(Stored data)

//! Adaptive float cache with back-references and delta coding.
//!
//! Every float goes through [`FloatCache::encode`] / [`FloatCache::decode`],
//! which write or read one `float_bits`-wide index field and then, depending
//! on the index:
//!
//! - `index < len`: an exact back-reference to a cached value;
//! - `index == len`: a new value as `base index` + zigzag varint delta of the
//!   bit patterns;
//! - `index == len + 1`: a new value as its raw 32-bit pattern, little-endian.
//!
//! Both sides push the resulting value afterwards, so the encoder's and the
//! decoder's caches stay identical after every float.

use std::mem::size_of;
use std::ops::RangeInclusive;

use bitstream::{BitReader, BitWriter};
use wire::{read_varint, write_varint, zigzag_decode, zigzag_encode, EncodeError, StreamHeader};

use crate::error::{CodecError, CodecResult};
use crate::ring::RingBuffer;

/// Bit-pattern differences eligible for delta coding.
const DELTA_WINDOW: RangeInclusive<i64> = -0x2_0000..=0x1_FFFF;

/// Index values reserved for the two "new value" sentinels.
const SENTINELS: usize = 2;

/// How a float was coded.
#[derive(Debug, Clone, Copy, PartialEq, Eq)]
pub enum FloatPath {
    /// Back-reference to the cached entry at `index`.
    Exact { index: usize },
    /// Delta from the cached entry at `base`.
    Delta { base: usize, delta: i32 },
    /// Raw 32-bit pattern.
    Literal,
}

/// A cached float with the bit pattern it was coded from.
///
/// The pattern is kept alongside the value so deltas never depend on
/// re-casting (NaN payloads and signed zeros stay exact).
#[derive(Debug, Clone, Copy, Default)]
struct CacheEntry {
    value: f32,
    image: u32,
}

impl CacheEntry {
    fn from_value(value: f32) -> Self {
        Self {
            value,
            image: value.to_bits(),
        }
    }

    fn from_image(image: u32) -> Self {
        Self {
            value: f32::from_bits(image),
            image,
        }
    }
}

/// Per-stream cache of recently coded floats.
#[derive(Debug, Clone)]
pub struct FloatCache {
    entries: RingBuffer<CacheEntry>,
    float_bits: u8,
}

impl FloatCache {
    /// Allocates a cache with `2^float_bits` slots.
    pub fn new(float_bits: u8) -> CodecResult<Self> {
        if !StreamHeader::float_bits_valid(float_bits) {
            return Err(EncodeError::FloatBitsOutOfRange { found: float_bits }.into());
        }
        let capacity = StreamHeader::new(float_bits).float_capacity();
        let entries = RingBuffer::try_new(capacity, capacity - SENTINELS).map_err(|_| {
            CodecError::AllocationFailed {
                bytes: capacity * size_of::<CacheEntry>(),
            }
        })?;
        Ok(Self {
            entries,
            float_bits,
        })
    }

    /// Width of every index field.
    #[must_use]
    pub const fn float_bits(&self) -> u8 {
        self.float_bits
    }

    /// Number of live entries.
    #[must_use]
    pub const fn len(&self) -> usize {
        self.entries.len()
    }

    #[must_use]
    pub const fn is_empty(&self) -> bool {
        self.entries.len() == 0
    }

    /// Maximum number of live entries (`2^float_bits - 2`).
    #[must_use]
    pub fn max_len(&self) -> usize {
        self.entries.capacity() - SENTINELS
    }

    /// Returns the cached value at head-relative `index`.
    #[must_use]
    pub fn get(&self, index: usize) -> Option<f32> {
        self.entries.get(index).map(|entry| entry.value)
    }

    /// Writes `value` and records it in the cache.
    pub fn encode(&mut self, writer: &mut BitWriter, value: f32) -> CodecResult<FloatPath> {
        let entry = CacheEntry::from_value(value);
        let len = self.entries.len();
        let exact = self.entries.iter().position(|e| e.image == entry.image);

        let path = if let Some(index) = exact {
            self.write_index(writer, index)?;
            self.entries.promote(index);
            FloatPath::Exact { index }
        } else if let Some((base, delta)) = self.nearby(entry.image) {
            self.write_index(writer, len)?;
            self.write_index(writer, base)?;
            write_varint(writer, zigzag_encode(delta))?;
            FloatPath::Delta { base, delta }
        } else {
            self.write_index(writer, len + 1)?;
            for byte in entry.image.to_le_bytes() {
                writer.write_byte(byte);
            }
            FloatPath::Literal
        };

        self.entries.push(entry);
        Ok(path)
    }

    /// Reads one float and records it in the cache.
    pub fn decode(&mut self, reader: &mut BitReader<'_>) -> CodecResult<(f32, FloatPath)> {
        let len = self.entries.len();
        let index = self.read_index(reader)?;

        let (entry, path) = if index < len {
            let entry = self.cached(index)?;
            self.entries.promote(index);
            (entry, FloatPath::Exact { index })
        } else if index == len {
            let base = self.read_index(reader)?;
            let cached = self.cached(base)?;
            let delta = zigzag_decode(read_varint(reader)?);
            let image = u32::try_from(i64::from(cached.image) + i64::from(delta)).map_err(|_| {
                CodecError::FloatDeltaOutOfRange {
                    base: cached.image,
                    delta,
                }
            })?;
            (CacheEntry::from_image(image), FloatPath::Delta { base, delta })
        } else if index == len + 1 {
            let mut bytes = [0u8; 4];
            for byte in &mut bytes {
                *byte = reader.read_byte()?;
            }
            (
                CacheEntry::from_image(u32::from_le_bytes(bytes)),
                FloatPath::Literal,
            )
        } else {
            return Err(CodecError::FloatIndexOutOfRange { index, len });
        };

        self.entries.push(entry);
        Ok((entry.value, path))
    }

    /// First cached entry, newest first, whose pattern lies within the delta window.
    ///
    /// This stops at the first candidate rather than the closest one; streams
    /// depend on that choice, so changing it breaks compatibility.
    fn nearby(&self, image: u32) -> Option<(usize, i32)> {
        self.entries.iter().enumerate().find_map(|(index, cached)| {
            let delta = i64::from(image) - i64::from(cached.image);
            if DELTA_WINDOW.contains(&delta) {
                i32::try_from(delta).ok().map(|delta| (index, delta))
            } else {
                None
            }
        })
    }

    fn cached(&self, index: usize) -> CodecResult<CacheEntry> {
        self.entries
            .get(index)
            .copied()
            .ok_or(CodecError::FloatIndexOutOfRange {
                index,
                len: self.entries.len(),
            })
    }

    fn write_index(&self, writer: &mut BitWriter, index: usize) -> CodecResult<()> {
        writer.write_bits(index as u64, self.float_bits)?;
        Ok(())
    }

    fn read_index(&self, reader: &mut BitReader<'_>) -> CodecResult<usize> {
        // float_bits <= 16, so the field always fits in usize.
        Ok(reader.read_bits(self.float_bits)? as usize)
    }
}
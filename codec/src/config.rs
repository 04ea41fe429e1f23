//! Encoder configuration.

use wire::{EncodeError, Limits, StreamHeader, DEFAULT_FLOAT_BITS};

use crate::error::CodecResult;

/// Settings fixed for the lifetime of one encoded stream.
#[derive(Debug, Clone, Copy, PartialEq, Eq)]
#[cfg_attr(feature = "serde", derive(serde::Serialize, serde::Deserialize))]
#[cfg_attr(feature = "serde", serde(default))]
pub struct EncoderConfig {
    /// Width of every float cache index field. The cache holds
    /// `2^float_bits - 2` values.
    pub float_bits: u8,

    /// Names and index lists beyond these limits are rejected before any bits
    /// are written, so a decoder with the same limits accepts every stream.
    #[cfg_attr(feature = "serde", serde(skip))]
    pub limits: Limits,
}

impl Default for EncoderConfig {
    fn default() -> Self {
        Self {
            float_bits: DEFAULT_FLOAT_BITS,
            limits: Limits::default(),
        }
    }
}

impl EncoderConfig {
    #[must_use]
    pub fn new() -> Self {
        Self::default()
    }

    #[must_use]
    pub const fn with_float_bits(mut self, float_bits: u8) -> Self {
        self.float_bits = float_bits;
        self
    }

    #[must_use]
    pub const fn with_limits(mut self, limits: Limits) -> Self {
        self.limits = limits;
        self
    }

    /// Checks the configuration without allocating anything.
    pub fn validate(&self) -> CodecResult<()> {
        if StreamHeader::float_bits_valid(self.float_bits) {
            Ok(())
        } else {
            Err(EncodeError::FloatBitsOutOfRange {
                found: self.float_bits,
            }
            .into())
        }
    }

    pub(crate) const fn header(&self) -> StreamHeader {
        StreamHeader::new(self.float_bits)
    }
}
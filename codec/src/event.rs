//! Owned mesh events and a sink that records them.

use crate::error::CodecResult;
use crate::sink::MeshSink;

/// One logical geometry event, as delivered to a [`MeshSink`].
///
/// Equality compares floats by bit pattern, so `-0.0 != 0.0` and a NaN equals
/// itself; this matches what the codec preserves. With the `serde` feature,
/// non-finite floats serialize as bit-pattern strings so dumps read back
/// exactly.
#[derive(Debug, Clone)]
#[cfg_attr(feature = "serde", derive(serde::Serialize, serde::Deserialize))]
#[cfg_attr(feature = "serde", serde(tag = "type", rename_all = "snake_case"))]
pub enum MeshEvent {
    BeginObject {
        name: String,
    },
    EndObject,
    Vertex {
        #[cfg_attr(feature = "serde", serde(with = "crate::float_serde"))]
        x: f32,
        #[cfg_attr(feature = "serde", serde(with = "crate::float_serde"))]
        y: f32,
        #[cfg_attr(feature = "serde", serde(with = "crate::float_serde"))]
        z: f32,
        #[cfg_attr(feature = "serde", serde(with = "crate::float_serde"))]
        w: f32,
    },
    ParamVertex {
        #[cfg_attr(feature = "serde", serde(with = "crate::float_serde"))]
        u: f32,
        #[cfg_attr(feature = "serde", serde(with = "crate::float_serde"))]
        v: f32,
        #[cfg_attr(feature = "serde", serde(with = "crate::float_serde"))]
        w: f32,
        #[cfg_attr(feature = "serde", serde(with = "crate::float_serde"))]
        q: f32,
    },
    Normal {
        #[cfg_attr(feature = "serde", serde(with = "crate::float_serde"))]
        x: f32,
        #[cfg_attr(feature = "serde", serde(with = "crate::float_serde"))]
        y: f32,
        #[cfg_attr(feature = "serde", serde(with = "crate::float_serde"))]
        z: f32,
        #[cfg_attr(feature = "serde", serde(with = "crate::float_serde"))]
        w: f32,
    },
    TextureVertex {
        #[cfg_attr(feature = "serde", serde(with = "crate::float_serde"))]
        u: f32,
        #[cfg_attr(feature = "serde", serde(with = "crate::float_serde"))]
        v: f32,
        #[cfg_attr(feature = "serde", serde(with = "crate::float_serde"))]
        w: f32,
    },
    Face {
        vertices: Vec<i32>,
        texcoords: Vec<i32>,
        normals: Vec<i32>,
    },
    Line {
        vertices: Vec<i32>,
        texcoords: Vec<i32>,
    },
    Points {
        vertices: Vec<i32>,
    },
    EndOfData,
}

impl MeshEvent {
    /// Delivers this event to `sink`.
    pub fn replay<S: MeshSink + ?Sized>(&self, sink: &mut S) -> CodecResult<()> {
        match self {
            Self::BeginObject { name } => sink.begin_object(name),
            Self::EndObject => sink.end_object(),
            Self::Vertex { x, y, z, w } => sink.add_vertex(*x, *y, *z, *w),
            Self::ParamVertex { u, v, w, q } => sink.add_param_vertex(*u, *v, *w, *q),
            Self::Normal { x, y, z, w } => sink.add_normal(*x, *y, *z, *w),
            Self::TextureVertex { u, v, w } => sink.add_texture_vertex(*u, *v, *w),
            Self::Face {
                vertices,
                texcoords,
                normals,
            } => sink.add_face(vertices, texcoords, normals),
            Self::Line {
                vertices,
                texcoords,
            } => sink.add_line(vertices, texcoords),
            Self::Points { vertices } => sink.add_points(vertices),
            Self::EndOfData => sink.end_of_data(),
        }
    }
}

fn same_floats<const N: usize>(a: [f32; N], b: [f32; N]) -> bool {
    a.iter().zip(&b).all(|(x, y)| x.to_bits() == y.to_bits())
}

impl PartialEq for MeshEvent {
    fn eq(&self, other: &Self) -> bool {
        match (self, other) {
            (Self::BeginObject { name: a }, Self::BeginObject { name: b }) => a == b,
            (Self::EndObject, Self::EndObject) | (Self::EndOfData, Self::EndOfData) => true,
            (
                Self::Vertex { x, y, z, w },
                Self::Vertex {
                    x: x2,
                    y: y2,
                    z: z2,
                    w: w2,
                },
            )
            | (
                Self::Normal { x, y, z, w },
                Self::Normal {
                    x: x2,
                    y: y2,
                    z: z2,
                    w: w2,
                },
            ) => same_floats([*x, *y, *z, *w], [*x2, *y2, *z2, *w2]),
            (
                Self::ParamVertex { u, v, w, q },
                Self::ParamVertex {
                    u: u2,
                    v: v2,
                    w: w2,
                    q: q2,
                },
            ) => same_floats([*u, *v, *w, *q], [*u2, *v2, *w2, *q2]),
            (
                Self::TextureVertex { u, v, w },
                Self::TextureVertex {
                    u: u2,
                    v: v2,
                    w: w2,
                },
            ) => same_floats([*u, *v, *w], [*u2, *v2, *w2]),
            (
                Self::Face {
                    vertices,
                    texcoords,
                    normals,
                },
                Self::Face {
                    vertices: v2,
                    texcoords: t2,
                    normals: n2,
                },
            ) => vertices == v2 && texcoords == t2 && normals == n2,
            (
                Self::Line {
                    vertices,
                    texcoords,
                },
                Self::Line {
                    vertices: v2,
                    texcoords: t2,
                },
            ) => vertices == v2 && texcoords == t2,
            (Self::Points { vertices }, Self::Points { vertices: v2 }) => vertices == v2,
            _ => false,
        }
    }
}

impl Eq for MeshEvent {}

/// A sink that stores every event it receives.
#[derive(Debug, Default, Clone)]
pub struct EventRecorder {
    events: Vec<MeshEvent>,
}

impl EventRecorder {
    #[must_use]
    pub fn new() -> Self {
        Self::default()
    }

    #[must_use]
    pub fn events(&self) -> &[MeshEvent] {
        &self.events
    }

    #[must_use]
    pub fn into_events(self) -> Vec<MeshEvent> {
        self.events
    }
}

impl MeshSink for EventRecorder {
    fn begin_object(&mut self, name: &str) -> CodecResult<()> {
        self.events.push(MeshEvent::BeginObject {
            name: name.to_owned(),
        });
        Ok(())
    }

    fn end_object(&mut self) -> CodecResult<()> {
        self.events.push(MeshEvent::EndObject);
        Ok(())
    }

    fn add_vertex(&mut self, x: f32, y: f32, z: f32, w: f32) -> CodecResult<()> {
        self.events.push(MeshEvent::Vertex { x, y, z, w });
        Ok(())
    }

    fn add_param_vertex(&mut self, u: f32, v: f32, w: f32, q: f32) -> CodecResult<()> {
        self.events.push(MeshEvent::ParamVertex { u, v, w, q });
        Ok(())
    }

    fn add_normal(&mut self, x: f32, y: f32, z: f32, w: f32) -> CodecResult<()> {
        self.events.push(MeshEvent::Normal { x, y, z, w });
        Ok(())
    }

    fn add_texture_vertex(&mut self, u: f32, v: f32, w: f32) -> CodecResult<()> {
        self.events.push(MeshEvent::TextureVertex { u, v, w });
        Ok(())
    }

    fn add_face(
        &mut self,
        vertices: &[i32],
        texcoords: &[i32],
        normals: &[i32],
    ) -> CodecResult<()> {
        self.events.push(MeshEvent::Face {
            vertices: vertices.to_vec(),
            texcoords: texcoords.to_vec(),
            normals: normals.to_vec(),
        });
        Ok(())
    }

    fn add_line(&mut self, vertices: &[i32], texcoords: &[i32]) -> CodecResult<()> {
        self.events.push(MeshEvent::Line {
            vertices: vertices.to_vec(),
            texcoords: texcoords.to_vec(),
        });
        Ok(())
    }

    fn add_points(&mut self, vertices: &[i32]) -> CodecResult<()> {
        self.events.push(MeshEvent::Points {
            vertices: vertices.to_vec(),
        });
        Ok(())
    }

    fn end_of_data(&mut self) -> CodecResult<()> {
        self.events.push(MeshEvent::EndOfData);
        Ok(())
    }
}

▶ Exercise directions: Look through the data and gather every line with the string "BitWriter" in it.

▶ Reply:
use bitstream::{BitReader, BitWriter};
    pub fn encode(&mut self, writer: &mut BitWriter, value: f32) -> CodecResult<FloatPath> {
    fn write_index(&self, writer: &mut BitWriter, index: usize) -> CodecResult<()> {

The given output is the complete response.